Volunteer developers help build a more user-friendly version of the often dense and difficult to navigate Federal Register.

FederalRegister.gov, long criticized as an eye-glazing laundry list of public notices, relaunched on Monday as a more navigable website patterned after an award-winning free application developed by volunteers.

In honor of the print publication's 75th anniversary, the Obama administration is reformatting the daily log of policy proposals, final rules and other formal agency announcements into what it hopes will read more like an online newspaper. Officials sought help on the project from a trio of San Francisco-based programmers, who last summer submitted to a Web design contest a user-friendly version of FederalRegister.gov built from the site's raw data. The Sunlight Foundation, an open government group, hosted the competition.

The former FederalRegister.gov consisted of an index of notices listed in alphabetical order by agency name, with embedded links to plain text and PDF documents. The new site targets specific audiences by categorizing documents based on subject matter, including business and industry, environment, health and public welfare, money, science and technology, and world. Documents likely to have a major impact on constituents are at the top of each subsection, or "above the fold," officials said.

The site also spotlights a few crowd-sourced items of interest -- based on the collective preference of users -- including the most viewed, e-mailed and cited documents.

Besides striving to engage more citizens in policymaking, the site aims to please the developer community, according to officials. The underlying data is available in Extensible Markup Language, standard coding that makes it easy to exchange content online. And the site is open source, meaning any programmer can extract, replicate and improve upon the basic software.
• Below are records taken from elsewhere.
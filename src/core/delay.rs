//! 可取消的随机延迟
//!
//! `wait` 让计时器与取消令牌在同一个 `select!` 中竞争：时间到返回 Completed，
//! 令牌被取消立即返回 Cancelled。`jitter` 在闭区间内均匀抽取等待时长。

use std::time::Duration;

use rand::Rng;
use serde::Deserialize;
use tokio_util::sync::CancellationToken;

/// 一次等待的结果
#[derive(Debug, Clone, Copy, PartialEq, Eq)]
pub enum WaitOutcome {
    Completed,
    Cancelled,
}

impl WaitOutcome {
    pub fn is_cancelled(self) -> bool {
        matches!(self, WaitOutcome::Cancelled)
    }
}

/// 毫秒闭区间 [min_ms, max_ms]
#[derive(Debug, Clone, Copy, PartialEq, Eq, Deserialize)]
pub struct DelayRange {
    pub min_ms: u64,
    pub max_ms: u64,
}

impl DelayRange {
    pub const fn new(min_ms: u64, max_ms: u64) -> Self {
        Self { min_ms, max_ms }
    }

    /// 零延迟（测试与离线模式用）
    pub const fn zero() -> Self {
        Self::new(0, 0)
    }
}

/// 等待 `duration`，或在 `cancel` 被触发时提前返回
pub async fn wait(duration: Duration, cancel: &CancellationToken) -> WaitOutcome {
    if cancel.is_cancelled() {
        return WaitOutcome::Cancelled;
    }
    if duration.is_zero() {
        return WaitOutcome::Completed;
    }
    tokio::select! {
        biased;
        _ = cancel.cancelled() => WaitOutcome::Cancelled,
        _ = tokio::time::sleep(duration) => WaitOutcome::Completed,
    }
}

/// 在区间内均匀取一个时长；min > max 时两端互换
pub fn jitter(range: DelayRange) -> Duration {
    let (lo, hi) = if range.min_ms <= range.max_ms {
        (range.min_ms, range.max_ms)
    } else {
        (range.max_ms, range.min_ms)
    };
    let ms = if lo == hi {
        lo
    } else {
        rand::thread_rng().gen_range(lo..=hi)
    };
    Duration::from_millis(ms)
}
Hobbyists had done much of the labor for free already. Developers Andrew Carpenter, Bob Burbach and Dave Augustine in September 2009 won second place reimagining FederalRegister.gov as GovPulse.us for Sunlight's Apps for America contest. The competition required volunteer programmers to turn content from Data.gov, a warehouse of downloadable federal statistics, into practical Web tools for holding the government accountable.

The Office of the Federal Register in March invited the creators of GovPulse to refine and expand their offering for the publication's official website.

Government officials admit the old site made it hard to see proposed rules and agency announcements.

"The Federal Register is dense and difficult to read whether in print or online as a PDF," U.S. Archivist David S. Ferriero wrote on his blog on July 22. "It's also difficult to find what you're looking for."

He noted the new site is intended to make government more open, in accordance with the Federal Register's mandate. The 1935 Federal Register Act "ensured that legal issuances could no longer be adopted in secret and arbitrarily enforced against the public," Ferriero stated.

But by law, FederalRegister.gov cannot rewrite the often-cumbersome text that agencies submit for posting. Critics have complained that the lack of plain English in agency proposals and updates adds to the complexity of the rule-making process.

The Sunlight Foundation says it is pleased with the administration's decision to bypass federal contractors and instead collaborate with citizens on the overhaul.

"I think it shows a great deal of vision and flexibility to approach those developers and take advantage of what they'd offered in order to improve the Federal Register," said Tom Lee, director of Sunlight Labs, the programming arm of the foundation that organized last year's contest.

The organization's position is that public access to raw federal data can save the government money by allowing enthusiasts to build applications at cheaper rates than traditional government contractors.

Sunlight has posted numerous prototypes of redesigned federal websites, including a hypothetical refresh of the Supreme Court and Federal Election Commission sites. Last summer, the group unsuccessfully attempted to bid on a contract for upgrading Recovery.gov, the government's stimulus-tracking website.

Lee said the development approach for the Federal Register will not be suitable for every redesign.

"The GovPulse effort was basically a gift for the government," he said. "They didn't have to go and pay for that work again. That won't always be the case. I don't want to imply that the government will not have to invest money into improving its Web outlets. Our priority is having agencies release the raw data and the tools that are necessary to perform this kind of work."